Nonetheless, we do not believe our inability to detect an effect for the intervention is entirely a consequence of inadequate power. Roughly 60% of persons in both groups either maintained or gained weight, and 44% of the control group and 28% of the intervention group were consuming enough calories post-intervention to maintain their baseline weight. There is considerable variability for all data points and no patterns observed for either group; and, in fact, the Usual Care group demonstrated higher and better caloric intake at pre- and post-treatment compared with the intervention group and lower BMIs at baseline—though, no statistically significant differences were observed. Future work might better target under or overweight participants or those who are undereating at baseline for inclusion in order to demonstrate effectiveness in a more homogenous sample.

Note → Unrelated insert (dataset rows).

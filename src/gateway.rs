use std::future::Future;
use std::net::SocketAddr;
use std::sync::Arc;

use axum::body::Bytes;
use axum::extract::{FromRef, Path, State};
use axum::http::header::CONTENT_TYPE;
use axum::http::Method;
use axum::middleware;
use axum::response::{IntoResponse, Response};
use axum::routing::{get, post};
use axum::Router;
use reqwest::Url;
use tokio::net::TcpListener;
use tower_http::trace::TraceLayer;
use tracing::{debug, error, info};

use crate::auth::{Caller, CredentialProvider, Role, SharedCredentials};
use crate::config::GatewayConfig;
use crate::rate_limit::{rate_limit, RateLimiter};
use crate::{NobelError, Result};

// routes that only read
const READERS: &[Role] = &[Role::Reader];
// routes that change the collection
const ADMINS: &[Role] = &[Role::Admin];

/// The client facing HTTP server.
///
/// Every request is rate limited per client IP, authenticated with HTTP Basic credentials and
/// checked against the roles allowed for its route, before being forwarded to the backend
/// with the gateway's own credentials. The backend's status and body are returned unchanged.
pub struct GatewayServer {
    state: GatewayState,
    limiter: Arc<RateLimiter>,
}

#[derive(Clone)]
struct GatewayState {
    http: reqwest::Client,
    backend: Arc<Url>,
    backend_identity: Arc<str>,
    backend_secret: Arc<str>,
    credentials: SharedCredentials,
}

impl FromRef<GatewayState> for SharedCredentials {
    fn from_ref(state: &GatewayState) -> Self {
        state.credentials.clone()
    }
}

impl GatewayServer {
    /// Create a new `GatewayServer` forwarding to the backend described by `config`, and
    /// authenticating callers with `credentials`
    ///
    /// # Errors
    /// returns [`NobelError::Http`] if the HTTP client could not be built
    pub fn new(config: &GatewayConfig, credentials: impl CredentialProvider + 'static) -> Result<Self> {
        let http = reqwest::Client::builder()
            .timeout(config.backend_timeout)
            .build()?;

        Ok(GatewayServer {
            state: GatewayState {
                http,
                backend: Arc::new(config.backend_url.clone()),
                backend_identity: Arc::from(config.backend_identity.as_str()),
                backend_secret: Arc::from(config.backend_secret.as_str()),
                credentials: Arc::new(credentials),
            },
            limiter: Arc::new(RateLimiter::new(config.rate_limit)),
        })
    }

    /// the rate limiter guarding this gateway
    pub fn limiter(&self) -> Arc<RateLimiter> {
        self.limiter.clone()
    }

    /// the routes of the gateway.
    ///
    /// The rate limiter keys clients by their peer address, so the router must be served with
    /// `into_make_service_with_connect_info::<SocketAddr>()`
    pub fn router(&self) -> Router {
        Router::new()
            .route("/", get(all_prizes))
            .route("/prizes/{year}", get(prizes_by_year))
            .route(
                "/prizes/{year}/{category}",
                get(prizes_by_year_and_category)
                    .put(update_prize)
                    .delete(delete_prize),
            )
            .route("/prize", post(create_prize))
            .route("/prizes", post(create_prize))
            .layer(middleware::from_fn_with_state(self.limiter.clone(), rate_limit))
            .layer(TraceLayer::new_for_http())
            .with_state(self.state.clone())
    }

    /// starts the gateway listening on the given address, until Ctrl+C or SIGTERM is received
    ///
    /// # Errors
    /// returns [`NobelError::Io`] if the server could not be started
    pub async fn run(self, addr: SocketAddr) -> Result<()> {
        let listener = TcpListener::bind(addr).await?;
        info!(
            "gateway listening on {}, forwarding to {}",
            listener.local_addr()?,
            self.state.backend
        );
        self.serve(listener, crate::shutdown_signal()).await
    }

    /// serves requests on an already bound `listener` until `shutdown` completes
    pub async fn serve<F>(self, listener: TcpListener, shutdown: F) -> Result<()>
    where
        F: Future<Output = ()> + Send + 'static,
    {
        axum::serve(
            listener,
            self.router()
                .into_make_service_with_connect_info::<SocketAddr>(),
        )
        .with_graceful_shutdown(shutdown)
        .await?;
        info!("gateway stopped");
        Ok(())
    }
}

async fn all_prizes(State(state): State<GatewayState>, caller: Caller) -> Result<Response> {
    caller.require(READERS)?;
    forward(&state, Method::GET, &[], None).await
}

async fn prizes_by_year(
    State(state): State<GatewayState>,
    caller: Caller,
    Path(year): Path<i32>,
) -> Result<Response> {
    caller.require(READERS)?;
    let year = year.to_string();
    forward(&state, Method::GET, &["prizes", year.as_str()], None).await
}

async fn prizes_by_year_and_category(
    State(state): State<GatewayState>,
    caller: Caller,
    Path((year, category)): Path<(i32, String)>,
) -> Result<Response> {
    caller.require(READERS)?;
    let year = year.to_string();
    let path = ["prizes", year.as_str(), category.as_str()];
    forward(&state, Method::GET, &path, None).await
}

async fn update_prize(
    State(state): State<GatewayState>,
    caller: Caller,
    Path((year, category)): Path<(i32, String)>,
    body: Bytes,
) -> Result<Response> {
    caller.require(ADMINS)?;
    let year = year.to_string();
    let path = ["prizes", year.as_str(), category.as_str()];
    forward(&state, Method::PUT, &path, Some(body)).await
}

async fn delete_prize(
    State(state): State<GatewayState>,
    caller: Caller,
    Path((year, category)): Path<(i32, String)>,
) -> Result<Response> {
    caller.require(ADMINS)?;
    let year = year.to_string();
    let path = ["prizes", year.as_str(), category.as_str()];
    forward(&state, Method::DELETE, &path, None).await
}

async fn create_prize(
    State(state): State<GatewayState>,
    caller: Caller,
    body: Bytes,
) -> Result<Response> {
    caller.require(ADMINS)?;
    forward(&state, Method::POST, &["prize"], Some(body)).await
}

/// sends the request to the backend and turns the backend's answer into our response
async fn forward(
    state: &GatewayState,
    method: Method,
    segments: &[&str],
    body: Option<Bytes>,
) -> Result<Response> {
    let url = backend_url(&state.backend, segments)?;
    debug!("forwarding {} {}", method, url);

    let mut request = state
        .http
        .request(method, url.clone())
        .basic_auth(&*state.backend_identity, Some(&*state.backend_secret));
    if let Some(body) = body {
        request = request.header(CONTENT_TYPE, "application/json").body(body);
    }

    let upstream = request.send().await.map_err(|e| {
        error!("backend request to {} failed: {}", url, e);
        NobelError::Upstream(format!("the backend could not be reached: {}", e))
    })?;

    let status = upstream.status();
    let content_type = upstream.headers().get(CONTENT_TYPE).cloned();
    let bytes = upstream.bytes().await.map_err(|e| {
        error!("reading the backend response failed: {}", e);
        NobelError::Upstream(format!("the backend response could not be read: {}", e))
    })?;
    debug!("backend answered {}", status);

    let mut response = (status, bytes).into_response();
    if let Some(content_type) = content_type {
        response.headers_mut().insert(CONTENT_TYPE, content_type);
    }
    Ok(response)
}

/// appends percent-encoded path `segments` to the backend base url
fn backend_url(base: &Url, segments: &[&str]) -> Result<Url> {
    let mut url = base.clone();
    url.path_segments_mut()
        .map_err(|_| NobelError::Parsing(format!("{} can not be used as a base URL", base)))?
        .pop_if_empty()
        .extend(segments);
    Ok(url)
}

What else might additionally account for the null findings? The study was meticulously designed with close attention paid to detail and the intervention was delivered in the home by highly motivated RDs, all with advanced degrees and all trained in behavioral self-management techniques. Furthermore, participants selected their own behavioral goals to target for change (e.g., from a range of options including: eating with family and friends, moderating therapeutic diets, participating in home-delivered meals program, etc.) and were supported in reaching goals in collaboration with the RD interventionist. It may well be that the behavioral goals identified by participants were not ones that either 1) would have the greatest impact on the study objectives or 2) were easy to implement. In fact, as illustrated in , the goals participants overwhelmingly selected were those associated with increasing the frequency, amount, and type of foods eaten.

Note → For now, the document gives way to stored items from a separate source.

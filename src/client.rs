use reqwest::{Method, RequestBuilder, Url};
use serde::de::DeserializeOwned;
use tracing::debug;

use crate::config::parse_url;
use crate::model::{Deleted, Prize, PrizeUpdate, Prizes};
use crate::{NobelError, Result};

/// `NobelClient` contains the functionality for communicating with a [`GatewayServer`] (or
/// directly with a [`BackendServer`]).
///
/// Every request carries the client's HTTP Basic credentials.
///
/// [`GatewayServer`]: crate::GatewayServer
/// [`BackendServer`]: crate::BackendServer
#[derive(Debug, Clone)]
pub struct NobelClient {
    http: reqwest::Client,
    base: Url,
    identity: String,
    secret: String,
}

impl NobelClient {
    /// creates a client for the service at `base_url`, authenticating as `identity`
    ///
    /// # Errors
    /// `Err<NobelError::Parsing>` if `base_url` is not an http(s) URL
    pub fn connect(base_url: &str, identity: &str, secret: &str) -> Result<Self> {
        Ok(NobelClient {
            http: reqwest::Client::new(),
            base: parse_url(base_url)?,
            identity: identity.to_string(),
            secret: secret.to_string(),
        })
    }

    /// gets the whole prize collection
    pub async fn all(&self) -> Result<Prizes> {
        self.send(self.request(Method::GET, &[])?).await
    }

    /// gets the prizes awarded in `year`
    /// ## Returns
    /// `Err<NobelError::Remote>` with status 404 if there are none
    pub async fn by_year(&self, year: i32) -> Result<Vec<Prize>> {
        let year = year.to_string();
        self.send(self.request(Method::GET, &["prizes", &year])?).await
    }

    /// gets the prizes awarded in `year` for `category`
    /// ## Returns
    /// `Err<NobelError::Remote>` with status 404 if there are none
    pub async fn by_year_and_category(&self, year: i32, category: &str) -> Result<Vec<Prize>> {
        let year = year.to_string();
        self.send(self.request(Method::GET, &["prizes", &year, category])?)
            .await
    }

    /// creates a new prize and returns it, with its laureate ids assigned
    pub async fn create(&self, prize: &Prize) -> Result<Prize> {
        let request = self.request(Method::POST, &["prize"])?.json(prize);
        self.send(request).await
    }

    /// applies a partial update to a prize and returns the updated prize
    pub async fn update(&self, year: i32, category: &str, update: &PrizeUpdate) -> Result<Prize> {
        let year = year.to_string();
        let request = self
            .request(Method::PUT, &["prizes", &year, category])?
            .json(update);
        self.send(request).await
    }

    /// deletes a prize
    /// # Errors
    /// `Err<NobelError::Remote>` with status 404 if there is no such prize
    pub async fn delete(&self, year: i32, category: &str) -> Result<Deleted> {
        let year = year.to_string();
        self.send(self.request(Method::DELETE, &["prizes", &year, category])?)
            .await
    }

    fn request(&self, method: Method, segments: &[&str]) -> Result<RequestBuilder> {
        let mut url = self.base.clone();
        url.path_segments_mut()
            .map_err(|_| NobelError::Parsing(format!("{} can not be used as a base URL", self.base)))?
            .pop_if_empty()
            .extend(segments);
        debug!("{} {}", method, url);

        Ok(self
            .http
            .request(method, url)
            .basic_auth(&self.identity, Some(&self.secret)))
    }

    /// sends the request, re-throwing any error status as `NobelError::Remote`
    async fn send<T: DeserializeOwned>(&self, request: RequestBuilder) -> Result<T> {
        let response = request.send().await?;
        let status = response.status();
        if !status.is_success() {
            let body = response.text().await.unwrap_or_default();
            return Err(NobelError::Remote {
                status: status.as_u16(),
                body,
            });
        }
        Ok(response.json::<T>().await?)
    }
}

Of note is that our previous work revealed that eating with others and having caregiver support were significantly associated with increased caloric intake among a similar group of older adults receiving Medicare home health services.2, 38
In this study, however, participants did not want to burden family and friends by seeking their involvement in activities surrounding food and meals. In other work with the same population, we also found that food choices were motivated primarily by sensory appeal (i.e., tastes good), convenience (i.e., is easy to prepare, simple to cook, etc.), and price.45
It may have been the case that implementing dietary changes, even those that were self-chosen, were too taxing for this group who may have been experiencing competing demands of dealing with medical issues associated with their recovery. Future work in which we engage to improve nutritional well-being in this population will focus specifically on either soliciting caregiver support or eliminating all but minimal effort on the part of participants (e.g., through provision of already prepared meals).

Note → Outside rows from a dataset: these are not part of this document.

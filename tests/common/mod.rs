#![allow(dead_code)]

use std::path::Path;

use nobel::{JsonPrizeStore, Laureate, Prize, Prizes, Role, StaticCredentials};

pub const ADMIN: (&str, &str) = ("admin", "1234");
pub const READER: (&str, &str) = ("reader", "reader");

/// three prizes, the highest laureate id is 10
pub fn sample_prizes() -> Prizes {
    let mut physics = Prize::new(
        2023,
        "physics",
        vec![laureate(7, "Pierre", "Agostini"), laureate(8, "Ferenc", "Krausz")],
    );
    physics.overall_motivation = Some("for experimental methods".to_string());

    Prizes {
        prizes: vec![
            physics,
            Prize::new(2023, "chemistry", vec![laureate(10, "Moungi", "Bawendi")]),
            Prize::new(2022, "Economics", vec![laureate(9, "Ben", "Bernanke")]),
        ],
    }
}

pub fn laureate(id: u64, firstname: &str, surname: &str) -> Laureate {
    Laureate {
        id,
        ..Laureate::new(firstname, surname)
    }
}

/// a store over a fresh data file holding `sample_prizes()`
pub fn sample_store(dir: &Path) -> JsonPrizeStore {
    JsonPrizeStore::create_with(&dir.join("bd.json"), sample_prizes()).expect("unable to create store")
}

/// the users the gateway accepts in tests
pub fn gateway_credentials() -> StaticCredentials {
    StaticCredentials::new()
        .with_user(ADMIN.0, ADMIN.1, Role::Admin)
        .with_user(READER.0, READER.1, Role::Reader)
}

/// the service account the gateway uses against the backend
pub fn backend_credentials() -> StaticCredentials {
    StaticCredentials::new()
        .with_user("gateway", "gateway-secret", Role::Admin)
        .with_user(READER.0, READER.1, Role::Reader)
}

It is also the case that our inclusion criteria included history of weight loss or currently not consuming enough calories to maintain current body weight and our sample includes underweight, as well as normal and overweight/obese participants, any of whom may have experienced weight loss. These may have contributed to making differences difficult to detect. Although, our randomization scheme was stratified according to baseline BMI, and our analyses controlled for baseline caloric intake. Additionally, we note that other goals (e.g., increasing dietary protein, improving quality of life, reducing hospital readmissions) might be important endpoints to evaluate, as well.
While our work was undertaken in a Southern US location and our sample size was small, we have no reason to believe that our findings are not generalizable to older adults who are homebound and recovering from an illness in other places. Because of problems with recruitment, though, future work might benefit from multi-site participation.